— PROBLEM DETAILS —
Look through the data below and, wherever a line carries the word "Reads", please copy that line.

[MATERIAL PROVIDED]

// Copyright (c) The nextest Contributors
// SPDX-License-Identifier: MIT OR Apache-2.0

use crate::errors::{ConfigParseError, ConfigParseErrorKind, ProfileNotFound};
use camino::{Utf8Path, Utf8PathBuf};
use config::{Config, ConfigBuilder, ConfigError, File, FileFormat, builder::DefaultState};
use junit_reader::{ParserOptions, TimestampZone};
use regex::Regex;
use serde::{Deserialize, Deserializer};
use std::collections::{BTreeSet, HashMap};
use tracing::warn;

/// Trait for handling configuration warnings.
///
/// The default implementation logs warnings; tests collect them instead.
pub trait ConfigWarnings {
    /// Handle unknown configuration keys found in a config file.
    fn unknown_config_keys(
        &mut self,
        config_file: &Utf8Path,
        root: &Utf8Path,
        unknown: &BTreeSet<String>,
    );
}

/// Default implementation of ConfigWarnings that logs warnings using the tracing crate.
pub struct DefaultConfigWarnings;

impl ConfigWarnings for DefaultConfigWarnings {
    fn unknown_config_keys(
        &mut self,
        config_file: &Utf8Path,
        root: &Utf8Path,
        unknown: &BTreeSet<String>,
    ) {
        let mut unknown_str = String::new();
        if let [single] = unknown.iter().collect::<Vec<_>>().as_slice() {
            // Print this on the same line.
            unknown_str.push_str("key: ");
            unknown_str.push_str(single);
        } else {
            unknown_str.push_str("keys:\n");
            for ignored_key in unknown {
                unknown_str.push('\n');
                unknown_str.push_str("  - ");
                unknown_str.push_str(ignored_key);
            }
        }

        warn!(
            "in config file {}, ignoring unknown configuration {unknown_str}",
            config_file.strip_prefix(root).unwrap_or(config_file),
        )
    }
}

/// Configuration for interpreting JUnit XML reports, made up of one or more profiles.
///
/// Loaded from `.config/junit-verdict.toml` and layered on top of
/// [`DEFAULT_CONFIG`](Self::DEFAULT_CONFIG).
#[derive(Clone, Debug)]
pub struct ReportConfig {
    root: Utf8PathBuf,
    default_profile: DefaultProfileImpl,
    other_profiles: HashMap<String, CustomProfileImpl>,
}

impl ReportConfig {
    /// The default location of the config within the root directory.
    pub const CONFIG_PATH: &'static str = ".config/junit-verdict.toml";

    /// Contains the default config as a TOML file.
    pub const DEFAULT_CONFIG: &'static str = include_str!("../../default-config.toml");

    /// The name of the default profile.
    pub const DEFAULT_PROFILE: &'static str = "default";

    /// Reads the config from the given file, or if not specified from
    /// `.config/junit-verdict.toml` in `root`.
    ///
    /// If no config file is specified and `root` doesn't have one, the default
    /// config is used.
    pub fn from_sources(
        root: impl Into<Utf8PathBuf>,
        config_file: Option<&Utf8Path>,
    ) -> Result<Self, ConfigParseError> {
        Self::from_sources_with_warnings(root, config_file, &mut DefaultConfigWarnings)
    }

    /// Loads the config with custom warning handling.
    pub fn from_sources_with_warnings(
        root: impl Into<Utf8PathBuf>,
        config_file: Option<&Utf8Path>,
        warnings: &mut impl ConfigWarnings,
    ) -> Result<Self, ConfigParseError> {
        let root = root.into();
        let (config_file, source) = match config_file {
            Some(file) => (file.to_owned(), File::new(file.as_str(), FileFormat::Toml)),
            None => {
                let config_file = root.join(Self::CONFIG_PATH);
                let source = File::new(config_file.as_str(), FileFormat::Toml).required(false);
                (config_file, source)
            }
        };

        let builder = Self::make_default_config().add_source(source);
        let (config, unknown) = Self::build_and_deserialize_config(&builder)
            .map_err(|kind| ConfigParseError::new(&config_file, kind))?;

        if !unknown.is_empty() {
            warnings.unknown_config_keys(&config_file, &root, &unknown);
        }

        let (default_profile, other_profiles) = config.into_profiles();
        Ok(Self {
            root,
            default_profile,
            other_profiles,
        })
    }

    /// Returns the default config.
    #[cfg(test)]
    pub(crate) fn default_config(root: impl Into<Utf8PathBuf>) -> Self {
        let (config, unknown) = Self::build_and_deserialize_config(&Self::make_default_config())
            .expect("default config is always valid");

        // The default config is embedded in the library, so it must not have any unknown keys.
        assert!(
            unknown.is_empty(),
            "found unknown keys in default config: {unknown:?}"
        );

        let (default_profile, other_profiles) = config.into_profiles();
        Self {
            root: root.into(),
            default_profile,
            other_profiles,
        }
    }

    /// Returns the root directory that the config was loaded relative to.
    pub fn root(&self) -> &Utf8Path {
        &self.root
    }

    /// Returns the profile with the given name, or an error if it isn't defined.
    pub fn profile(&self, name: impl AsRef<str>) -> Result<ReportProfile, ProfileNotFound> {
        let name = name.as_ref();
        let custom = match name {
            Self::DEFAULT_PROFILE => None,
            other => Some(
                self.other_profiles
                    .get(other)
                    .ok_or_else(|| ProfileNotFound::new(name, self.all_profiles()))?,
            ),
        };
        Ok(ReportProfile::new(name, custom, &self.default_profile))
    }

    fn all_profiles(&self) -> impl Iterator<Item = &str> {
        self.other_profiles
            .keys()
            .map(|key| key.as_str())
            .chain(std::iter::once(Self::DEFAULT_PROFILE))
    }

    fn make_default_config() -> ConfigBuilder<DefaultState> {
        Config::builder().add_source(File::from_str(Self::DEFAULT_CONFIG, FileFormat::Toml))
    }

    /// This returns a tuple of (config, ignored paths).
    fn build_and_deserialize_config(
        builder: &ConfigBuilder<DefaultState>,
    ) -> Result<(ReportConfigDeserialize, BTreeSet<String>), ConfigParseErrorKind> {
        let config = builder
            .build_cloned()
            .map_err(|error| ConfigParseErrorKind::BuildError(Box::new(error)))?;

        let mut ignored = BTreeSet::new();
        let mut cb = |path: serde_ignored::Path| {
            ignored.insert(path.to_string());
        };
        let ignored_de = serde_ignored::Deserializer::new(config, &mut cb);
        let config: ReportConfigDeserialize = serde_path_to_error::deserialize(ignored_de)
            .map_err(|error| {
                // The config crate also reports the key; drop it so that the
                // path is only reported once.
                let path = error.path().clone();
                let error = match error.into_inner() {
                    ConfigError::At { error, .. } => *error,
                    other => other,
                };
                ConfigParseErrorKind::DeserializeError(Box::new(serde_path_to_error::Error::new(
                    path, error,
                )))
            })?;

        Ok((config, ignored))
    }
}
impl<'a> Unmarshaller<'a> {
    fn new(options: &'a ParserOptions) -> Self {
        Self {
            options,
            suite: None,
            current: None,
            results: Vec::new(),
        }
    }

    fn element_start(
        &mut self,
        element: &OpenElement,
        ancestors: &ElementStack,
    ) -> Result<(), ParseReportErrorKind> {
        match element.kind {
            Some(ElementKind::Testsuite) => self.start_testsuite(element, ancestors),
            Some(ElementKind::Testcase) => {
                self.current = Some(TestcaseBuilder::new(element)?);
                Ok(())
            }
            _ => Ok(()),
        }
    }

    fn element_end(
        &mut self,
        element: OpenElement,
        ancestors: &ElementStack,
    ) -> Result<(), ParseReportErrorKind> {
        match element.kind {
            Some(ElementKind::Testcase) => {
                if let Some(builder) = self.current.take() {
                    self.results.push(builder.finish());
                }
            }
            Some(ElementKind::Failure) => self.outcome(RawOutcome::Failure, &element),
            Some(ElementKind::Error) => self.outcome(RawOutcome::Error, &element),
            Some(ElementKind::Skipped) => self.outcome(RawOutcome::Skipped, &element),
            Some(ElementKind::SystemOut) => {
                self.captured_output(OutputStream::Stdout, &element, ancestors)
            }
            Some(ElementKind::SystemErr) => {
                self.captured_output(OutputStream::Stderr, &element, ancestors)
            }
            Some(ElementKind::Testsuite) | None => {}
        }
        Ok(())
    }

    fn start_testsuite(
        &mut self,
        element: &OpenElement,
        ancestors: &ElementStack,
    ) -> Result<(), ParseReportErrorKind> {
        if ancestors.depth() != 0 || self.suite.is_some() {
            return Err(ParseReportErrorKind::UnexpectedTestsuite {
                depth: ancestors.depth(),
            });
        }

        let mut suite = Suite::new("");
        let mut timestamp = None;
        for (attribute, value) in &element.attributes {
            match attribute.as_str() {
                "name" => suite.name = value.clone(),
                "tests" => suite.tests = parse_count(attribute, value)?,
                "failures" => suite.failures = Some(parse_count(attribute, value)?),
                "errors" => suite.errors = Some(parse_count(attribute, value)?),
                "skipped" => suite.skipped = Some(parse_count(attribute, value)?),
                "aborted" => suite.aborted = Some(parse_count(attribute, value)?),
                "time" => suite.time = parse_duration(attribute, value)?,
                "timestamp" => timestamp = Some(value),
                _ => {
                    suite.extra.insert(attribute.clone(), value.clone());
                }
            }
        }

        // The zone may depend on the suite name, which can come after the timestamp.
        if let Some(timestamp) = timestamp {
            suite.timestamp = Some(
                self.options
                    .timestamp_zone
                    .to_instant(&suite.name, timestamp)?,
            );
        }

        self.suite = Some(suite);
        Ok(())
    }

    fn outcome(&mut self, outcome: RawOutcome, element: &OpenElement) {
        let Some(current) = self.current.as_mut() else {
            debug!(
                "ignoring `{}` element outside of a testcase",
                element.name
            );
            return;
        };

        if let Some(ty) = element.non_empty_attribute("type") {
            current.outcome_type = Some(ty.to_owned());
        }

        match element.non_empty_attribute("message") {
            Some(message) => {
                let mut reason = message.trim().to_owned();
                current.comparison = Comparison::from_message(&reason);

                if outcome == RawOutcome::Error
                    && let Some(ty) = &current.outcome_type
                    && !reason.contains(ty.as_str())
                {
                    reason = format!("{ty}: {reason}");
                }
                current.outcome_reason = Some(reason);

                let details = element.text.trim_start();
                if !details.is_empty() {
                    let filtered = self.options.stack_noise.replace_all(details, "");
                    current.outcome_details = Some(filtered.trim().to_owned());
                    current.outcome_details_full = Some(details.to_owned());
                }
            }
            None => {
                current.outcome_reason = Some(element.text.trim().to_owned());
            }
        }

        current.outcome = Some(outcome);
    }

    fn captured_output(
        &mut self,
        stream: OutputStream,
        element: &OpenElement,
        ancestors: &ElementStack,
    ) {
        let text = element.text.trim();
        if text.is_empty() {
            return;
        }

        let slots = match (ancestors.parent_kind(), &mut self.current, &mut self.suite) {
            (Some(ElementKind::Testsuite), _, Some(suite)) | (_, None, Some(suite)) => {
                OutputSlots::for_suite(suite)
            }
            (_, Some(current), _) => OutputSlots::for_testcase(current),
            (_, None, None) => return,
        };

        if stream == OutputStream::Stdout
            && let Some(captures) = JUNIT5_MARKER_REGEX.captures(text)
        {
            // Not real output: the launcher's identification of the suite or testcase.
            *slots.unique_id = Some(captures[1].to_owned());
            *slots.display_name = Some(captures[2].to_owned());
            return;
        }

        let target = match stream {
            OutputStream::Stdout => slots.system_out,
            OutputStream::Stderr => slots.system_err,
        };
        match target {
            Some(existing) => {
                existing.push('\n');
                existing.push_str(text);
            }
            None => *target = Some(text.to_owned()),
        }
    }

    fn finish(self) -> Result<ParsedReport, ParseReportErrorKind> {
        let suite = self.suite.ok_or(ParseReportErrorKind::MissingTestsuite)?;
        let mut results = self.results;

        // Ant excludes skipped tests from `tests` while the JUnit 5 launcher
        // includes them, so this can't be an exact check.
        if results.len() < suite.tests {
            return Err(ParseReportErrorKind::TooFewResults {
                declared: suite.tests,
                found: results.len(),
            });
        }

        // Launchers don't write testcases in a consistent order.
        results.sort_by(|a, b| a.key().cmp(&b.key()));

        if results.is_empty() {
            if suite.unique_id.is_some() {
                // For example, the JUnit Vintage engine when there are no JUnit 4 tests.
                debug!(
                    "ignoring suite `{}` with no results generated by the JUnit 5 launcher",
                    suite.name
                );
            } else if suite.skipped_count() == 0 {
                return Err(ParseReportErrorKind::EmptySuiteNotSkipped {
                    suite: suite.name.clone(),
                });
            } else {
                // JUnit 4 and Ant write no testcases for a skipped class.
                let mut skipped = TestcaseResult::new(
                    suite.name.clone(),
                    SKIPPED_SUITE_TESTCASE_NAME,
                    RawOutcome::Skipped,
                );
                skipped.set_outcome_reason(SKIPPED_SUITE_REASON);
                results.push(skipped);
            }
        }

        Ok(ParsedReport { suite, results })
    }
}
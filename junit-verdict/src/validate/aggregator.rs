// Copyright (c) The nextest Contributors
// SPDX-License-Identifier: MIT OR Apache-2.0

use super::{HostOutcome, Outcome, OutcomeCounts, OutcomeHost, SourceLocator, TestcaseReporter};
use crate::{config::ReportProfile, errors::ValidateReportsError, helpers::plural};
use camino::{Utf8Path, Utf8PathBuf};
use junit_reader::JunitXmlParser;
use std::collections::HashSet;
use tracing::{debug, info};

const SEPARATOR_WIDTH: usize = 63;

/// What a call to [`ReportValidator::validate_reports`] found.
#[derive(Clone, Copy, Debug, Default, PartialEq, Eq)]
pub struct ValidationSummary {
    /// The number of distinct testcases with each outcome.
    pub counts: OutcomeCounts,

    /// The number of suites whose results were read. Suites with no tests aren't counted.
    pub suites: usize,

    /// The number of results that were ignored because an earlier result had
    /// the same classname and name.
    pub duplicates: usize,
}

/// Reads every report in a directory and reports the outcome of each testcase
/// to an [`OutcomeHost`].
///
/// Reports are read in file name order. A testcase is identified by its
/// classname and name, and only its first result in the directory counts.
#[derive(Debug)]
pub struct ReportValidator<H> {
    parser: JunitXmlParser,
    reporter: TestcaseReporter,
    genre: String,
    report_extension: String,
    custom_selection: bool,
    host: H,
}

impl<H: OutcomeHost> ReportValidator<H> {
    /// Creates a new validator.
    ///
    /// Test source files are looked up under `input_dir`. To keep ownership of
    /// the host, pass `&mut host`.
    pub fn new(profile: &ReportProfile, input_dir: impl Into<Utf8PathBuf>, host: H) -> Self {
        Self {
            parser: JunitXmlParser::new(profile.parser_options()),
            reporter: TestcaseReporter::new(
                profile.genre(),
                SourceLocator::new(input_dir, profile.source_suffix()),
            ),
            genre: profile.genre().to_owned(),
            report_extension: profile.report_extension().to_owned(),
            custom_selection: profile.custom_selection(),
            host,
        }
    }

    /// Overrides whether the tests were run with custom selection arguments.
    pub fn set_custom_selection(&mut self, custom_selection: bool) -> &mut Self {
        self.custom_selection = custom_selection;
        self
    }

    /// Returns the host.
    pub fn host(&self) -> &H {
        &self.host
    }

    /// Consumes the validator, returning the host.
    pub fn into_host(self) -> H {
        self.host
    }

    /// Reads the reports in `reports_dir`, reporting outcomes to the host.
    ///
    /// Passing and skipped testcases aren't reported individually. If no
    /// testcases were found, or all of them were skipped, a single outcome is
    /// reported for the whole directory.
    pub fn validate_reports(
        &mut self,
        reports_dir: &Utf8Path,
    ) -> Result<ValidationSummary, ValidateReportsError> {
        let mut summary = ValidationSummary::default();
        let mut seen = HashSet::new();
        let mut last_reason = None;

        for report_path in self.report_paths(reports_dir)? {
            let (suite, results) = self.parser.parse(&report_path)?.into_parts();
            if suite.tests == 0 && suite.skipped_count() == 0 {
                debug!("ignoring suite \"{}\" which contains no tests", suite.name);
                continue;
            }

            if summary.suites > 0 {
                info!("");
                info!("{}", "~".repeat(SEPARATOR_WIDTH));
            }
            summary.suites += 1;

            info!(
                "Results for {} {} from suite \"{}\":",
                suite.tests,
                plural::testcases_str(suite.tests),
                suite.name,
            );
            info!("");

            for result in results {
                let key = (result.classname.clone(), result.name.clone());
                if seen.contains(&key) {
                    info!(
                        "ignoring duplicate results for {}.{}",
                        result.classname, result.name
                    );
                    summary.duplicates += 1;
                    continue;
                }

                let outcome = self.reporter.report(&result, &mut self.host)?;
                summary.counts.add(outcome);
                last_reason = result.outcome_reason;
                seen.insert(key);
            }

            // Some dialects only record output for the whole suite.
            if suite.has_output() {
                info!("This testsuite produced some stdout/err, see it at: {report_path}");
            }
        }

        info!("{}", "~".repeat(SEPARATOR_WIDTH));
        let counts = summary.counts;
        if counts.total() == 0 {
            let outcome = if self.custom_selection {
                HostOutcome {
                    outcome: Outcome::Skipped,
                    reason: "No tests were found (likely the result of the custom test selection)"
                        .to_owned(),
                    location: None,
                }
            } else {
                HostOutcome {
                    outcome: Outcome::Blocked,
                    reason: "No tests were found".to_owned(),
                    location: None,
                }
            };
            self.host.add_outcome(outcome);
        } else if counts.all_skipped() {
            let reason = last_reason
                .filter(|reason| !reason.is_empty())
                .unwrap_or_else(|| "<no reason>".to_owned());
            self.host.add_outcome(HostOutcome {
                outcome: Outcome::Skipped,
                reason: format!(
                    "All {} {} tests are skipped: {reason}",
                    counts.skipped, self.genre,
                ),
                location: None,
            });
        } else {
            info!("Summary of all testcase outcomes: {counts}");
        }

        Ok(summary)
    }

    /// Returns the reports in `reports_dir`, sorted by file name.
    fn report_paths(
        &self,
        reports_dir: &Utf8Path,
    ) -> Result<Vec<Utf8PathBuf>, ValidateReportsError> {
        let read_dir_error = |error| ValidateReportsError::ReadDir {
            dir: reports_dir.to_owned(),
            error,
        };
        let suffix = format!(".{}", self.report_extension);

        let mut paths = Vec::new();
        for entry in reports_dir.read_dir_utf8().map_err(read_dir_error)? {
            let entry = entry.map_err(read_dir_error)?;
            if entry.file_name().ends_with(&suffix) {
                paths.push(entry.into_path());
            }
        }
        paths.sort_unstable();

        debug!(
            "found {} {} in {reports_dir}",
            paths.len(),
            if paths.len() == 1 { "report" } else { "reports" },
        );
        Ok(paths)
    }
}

[/MATERIAL PROVIDED]

— RESPONSE TO THE EXERCISE —
    /// Reads the config from the given file, or if not specified from
/// Reads every report in a directory and reports the outcome of each testcase
    /// Reads the reports in `reports_dir`, reporting outcomes to the host.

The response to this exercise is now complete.